Born in Southampton, the new Conservative Party leader is the grandson of Indian migrants who left Gujranwala, Punjab province, British India (present-day Pakistan) in the 1930s for East Africa. Sunak’s father and mother were born in Kenya and Tanganyika (now part of Tanzania) respectively before moving to the United Kingdom in the 1960s.

Back in his ancestral homeland, Sunak’s Indian roots are a topic of discussion. Indian Prime Minister Narendra Modi tweeted his best wishes to his British counterpart on the occasion of Diwali, the Hindu festival of lights currently underway, describing him as a “‘living bridge’ for UK Indians, as we transform our historic ties into a modern partnership.”

Speaking on behalf of the ruling Hindu nationalist Bharatiya Janata Party (BJP), Sudhanshu Trivedi, noted: “India became 5th largest economy surpassing Britain, now it is just a coincidence or Providence that on ‘Maha Kaal Ratri (Diwali Night) ‘Kaal Chakra (Time cycle) is indicating a new design as Indian origin @RishiSunak is set to have ‘Raj’ (rule) over ‘British’ on 75th year they left”.

India’s main opposition party, the Indian National Congress, reacted quite differently. On Monday, Shashi Tharoor, who a few days ago lost the race for the hitherto Gandhi family-dominated Congress party leader to Mallikarjun Kharge, tweeted, “Britain has done something ‘very rare’ in the world, in making a member of ‘visible minority’ in the most powerful office. As we Indians celebrate the ascent of Rishi Sunak, let’s honestly ask, can it happen here?”

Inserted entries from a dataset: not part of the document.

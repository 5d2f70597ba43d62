//! Background search on a worker thread.
//!
//! The controller never blocks on a [`SearchTask`]: it polls once per tick
//! and drops the task to cancel it. A cancelled worker may still be running
//! for a while, but its result has nowhere to go.

use crate::{CancelToken, MoveSearch};
use chess_core::Move;
use chess_engine::Position;
use std::io;
use std::sync::mpsc::{self, Receiver, TryRecvError};
use std::sync::Arc;
use std::thread;
use thiserror::Error;
use tracing::{debug, warn};

/// Errors starting a background search.
#[derive(Debug, Error)]
pub enum SearchError {
    #[error("failed to spawn search thread: {0}")]
    Spawn(#[from] io::Error),
}

/// Outcome of polling a [`SearchTask`].
#[derive(Debug, Clone, Copy, PartialEq, Eq)]
pub enum SearchPoll {
    /// The worker is still searching.
    Pending,
    /// The worker finished. `None` means the searcher found no move.
    Finished(Option<Move>),
    /// The worker went away without reporting (it panicked).
    Lost,
}

/// Handle to a search running on its own thread.
#[derive(Debug)]
pub struct SearchTask {
    token: CancelToken,
    receiver: Receiver<Option<Move>>,
}

impl SearchTask {
    /// Starts searching `position` on a new thread.
    ///
    /// The worker owns its copies of the position and moves.
    pub fn spawn(
        searcher: Arc<dyn MoveSearch>,
        position: Position,
        moves: Vec<Move>,
    ) -> Result<Self, SearchError> {
        let token = CancelToken::new();
        let worker_token = token.clone();
        let (sender, receiver) = mpsc::channel();

        thread::Builder::new()
            .name(format!("search-{}", searcher.name()))
            .spawn(move || {
                let result = searcher.find_best_move(&position, &moves, &worker_token);
                if worker_token.is_cancelled() {
                    debug!("discarding result of cancelled search");
                    return;
                }
                // The receiver may already be gone; nothing to do then.
                let _ = sender.send(result);
            })?;

        Ok(SearchTask { token, receiver })
    }

    /// Checks for a result without blocking.
    pub fn poll(&self) -> SearchPoll {
        match self.receiver.try_recv() {
            Ok(result) => SearchPoll::Finished(result),
            Err(TryRecvError::Empty) => SearchPoll::Pending,
            Err(TryRecvError::Disconnected) => {
                warn!("search worker exited without a result");
                SearchPoll::Lost
            }
        }
    }

    /// Requests cancellation and detaches from the worker.
    pub fn cancel(self) {
        debug!("cancelling search");
        drop(self);
    }
}

impl Drop for SearchTask {
    fn drop(&mut self) {
        self.token.cancel();
    }
}

#[cfg(test)]
mod tests {
    use super::*;
    use crate::{Minimax, RandomSearch};
    use chess_engine::Game;
    use std::time::{Duration, Instant};

    /// Spins until cancelled, never producing a move.
    struct Stubborn;

    impl MoveSearch for Stubborn {
        fn find_best_move(&self, _: &Position, _: &[Move], cancel: &CancelToken) -> Option<Move> {
            while !cancel.is_cancelled() {
                thread::sleep(Duration::from_millis(1));
            }
            None
        }

        fn name(&self) -> &str {
            "stubborn"
        }
    }

    struct Panicking;

    impl MoveSearch for Panicking {
        fn find_best_move(&self, _: &Position, _: &[Move], _: &CancelToken) -> Option<Move> {
            panic!("search blew up");
        }

        fn name(&self) -> &str {
            "panicking"
        }
    }

    fn wait(task: &SearchTask) -> SearchPoll {
        let deadline = Instant::now() + Duration::from_secs(10);
        loop {
            match task.poll() {
                SearchPoll::Pending if Instant::now() < deadline => {
                    thread::sleep(Duration::from_millis(1))
                }
                other => return other,
            }
        }
    }

    #[test]
    fn finishes_with_a_legal_move() {
        let game = Game::new();
        let moves = game.legal_moves();
        let task = SearchTask::spawn(Arc::new(Minimax::new(1)), game.position().clone(), moves.clone()).unwrap();
        match wait(&task) {
            SearchPoll::Finished(Some(mv)) => assert!(moves.contains(&mv)),
            other => panic!("unexpected poll result {other:?}"),
        }
    }

    #[test]
    fn no_moves_finishes_empty() {
        let task = SearchTask::spawn(Arc::new(RandomSearch::seeded(3)), Position::startpos(), Vec::new()).unwrap();
        assert_eq!(wait(&task), SearchPoll::Finished(None));
    }

    #[test]
    fn pending_until_cancelled() {
        let game = Game::new();
        let task = SearchTask::spawn(Arc::new(Stubborn), game.position().clone(), game.legal_moves()).unwrap();
        assert_eq!(task.poll(), SearchPoll::Pending);

        let started = Instant::now();
        task.cancel();
        assert!(started.elapsed() < Duration::from_millis(500));
    }

    #[test]
    fn panicking_worker_is_lost() {
        let task = SearchTask::spawn(Arc::new(Panicking), Position::startpos(), Vec::new()).unwrap();
        assert_eq!(wait(&task), SearchPoll::Lost);
    }
}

This did not sit well with some Hindu nationalists. OpIndia, a right-wing website, replied noting that a Sikh member of the Congress Party, Manmohan Singh, was Indian prime minister and that the three Indian presidents were Muslims.

For his part, Mehbooba Mufti, a former chief minister of Jammu and Kashmir, an Indian state with a Muslim majority whose autonomy was scrapped by Hindu nationalists in 2019, directly targeted the BJP, raising the issue of India’s amended citizenship law, which strongly penalises minorities.

This is a "Proud moment that UK will have its first Indian-origin PM,” she tweeted. “While all of India rightly celebrates, it would serve us well to remember that while UK has accepted an ethnic minority member as its PM, we are still shackled by divisive and discriminatory laws like NRC[*] & CAA.[†]"

[*] National Register of Citizens.

[†] Citizenship (Amendment) Act, 2019.